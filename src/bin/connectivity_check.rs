//! Connectivity check
//!
//! For each provider that has a local API key (`<PREFIX>_API_KEY`), issues
//! the cheapest real call and reports whether the credentials work.
//!
//! Usage:
//!   connectivity-check [--timeout-ms <ms>] [provider...]
//!
//! Example:
//!   ANTHROPIC_API_KEY="..." GEMINI_API_KEY="..." connectivity-check --timeout-ms 5000

use ai_chat_stream::{probe_env, ProviderEnv, ProviderId, DEFAULT_PROBE_TIMEOUT};
use std::env;
use std::process;
use std::time::{Duration, Instant};

fn print_usage() {
    eprintln!("Usage: connectivity-check [--timeout-ms <ms>] [provider...]");
    eprintln!();
    eprintln!("Providers:");
    for provider in ProviderId::ALL {
        eprintln!(
            "  {:<18} key: {}_API_KEY",
            provider.id(),
            provider.env_prefix()
        );
    }
}

struct Args {
    timeout: Duration,
    providers: Vec<ProviderId>,
}

fn parse_args() -> Result<Args, String> {
    let mut timeout = DEFAULT_PROBE_TIMEOUT;
    let mut providers = Vec::new();
    let mut args = env::args().skip(1);
    while let Some(arg) = args.next() {
        match arg.as_str() {
            "-h" | "--help" => {
                print_usage();
                process::exit(0);
            }
            "--timeout-ms" => {
                let raw = args.next().ok_or("--timeout-ms needs a value")?;
                let ms: u64 = raw
                    .parse()
                    .map_err(|_| format!("invalid --timeout-ms value '{}'", raw))?;
                timeout = Duration::from_millis(ms);
            }
            other => {
                let provider = other.parse::<ProviderId>().map_err(|e| e.to_string())?;
                providers.push(provider);
            }
        }
    }
    if providers.is_empty() {
        providers = ProviderId::ALL.to_vec();
    }
    Ok(Args { timeout, providers })
}

#[tokio::main]
async fn main() {
    let _ = tracing_subscriber::fmt()
        .with_env_filter(
            tracing_subscriber::EnvFilter::try_from_default_env()
                .unwrap_or_else(|_| tracing_subscriber::EnvFilter::new("warn")),
        )
        .with_target(false)
        .try_init();

    let args = match parse_args() {
        Ok(args) => args,
        Err(e) => {
            eprintln!("Error: {}", e);
            print_usage();
            process::exit(2);
        }
    };

    println!("=== Connectivity check ===\n");

    let mut failures = 0usize;
    let mut checked = 0usize;
    for provider in &args.providers {
        let Some(env) = ProviderEnv::from_env(*provider) else {
            println!("[SKIP] {:<18} no {}_API_KEY set", provider.id(), provider.env_prefix());
            continue;
        };
        checked += 1;
        let start = Instant::now();
        let outcome = probe_env(*provider, env, args.timeout).await;
        let duration_ms = start.elapsed().as_millis() as u64;
        match outcome {
            Ok(()) => println!("[OK]   {:<18} {} ms", provider.id(), duration_ms),
            Err(e) => {
                failures += 1;
                println!("[FAIL] {:<18} {} ms", provider.id(), duration_ms);
                println!("       {} ({:?})", e, e.kind());
            }
        }
    }

    println!(
        "\n=== Summary: {} OK, {} FAIL, {} skipped ===",
        checked - failures,
        failures,
        args.providers.len() - checked
    );

    if failures > 0 {
        process::exit(1);
    }
}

-=-=-=-=-

Required action: All lines from the opening of the material through the line that contains "async fn main()" are to be printed exactly, with no others.

Finished task:
filename src/bin/connectivity_check.rs
//! Connectivity check
//!
//! For each provider that has a local API key (`<PREFIX>_API_KEY`), issues
//! the cheapest real call and reports whether the credentials work.
//!
//! Usage:
//!   connectivity-check [--timeout-ms <ms>] [provider...]
//!
//! Example:
//!   ANTHROPIC_API_KEY="..." GEMINI_API_KEY="..." connectivity-check --timeout-ms 5000

use ai_chat_stream::{probe_env, ProviderEnv, ProviderId, DEFAULT_PROBE_TIMEOUT};
use std::env;
use std::process;
use std::time::{Duration, Instant};

fn print_usage() {
    eprintln!("Usage: connectivity-check [--timeout-ms <ms>] [provider...]");
    eprintln!();
    eprintln!("Providers:");
    for provider in ProviderId::ALL {
        eprintln!(
            "  {:<18} key: {}_API_KEY",
            provider.id(),
            provider.env_prefix()
        );
    }
}

struct Args {
    timeout: Duration,
    providers: Vec<ProviderId>,
}

fn parse_args() -> Result<Args, String> {
    let mut timeout = DEFAULT_PROBE_TIMEOUT;
    let mut providers = Vec::new();
    let mut args = env::args().skip(1);
    while let Some(arg) = args.next() {
        match arg.as_str() {
            "-h" | "--help" => {
                print_usage();
                process::exit(0);
            }
            "--timeout-ms" => {
                let raw = args.next().ok_or("--timeout-ms needs a value")?;
                let ms: u64 = raw
                    .parse()
                    .map_err(|_| format!("invalid --timeout-ms value '{}'", raw))?;
                timeout = Duration::from_millis(ms);
            }
            other => {
                let provider = other.parse::<ProviderId>().map_err(|e| e.to_string())?;
                providers.push(provider);
            }
        }
    }
    if providers.is_empty() {
        providers = ProviderId::ALL.to_vec();
    }
    Ok(Args { timeout, providers })
}

#[tokio::main]
async fn main() {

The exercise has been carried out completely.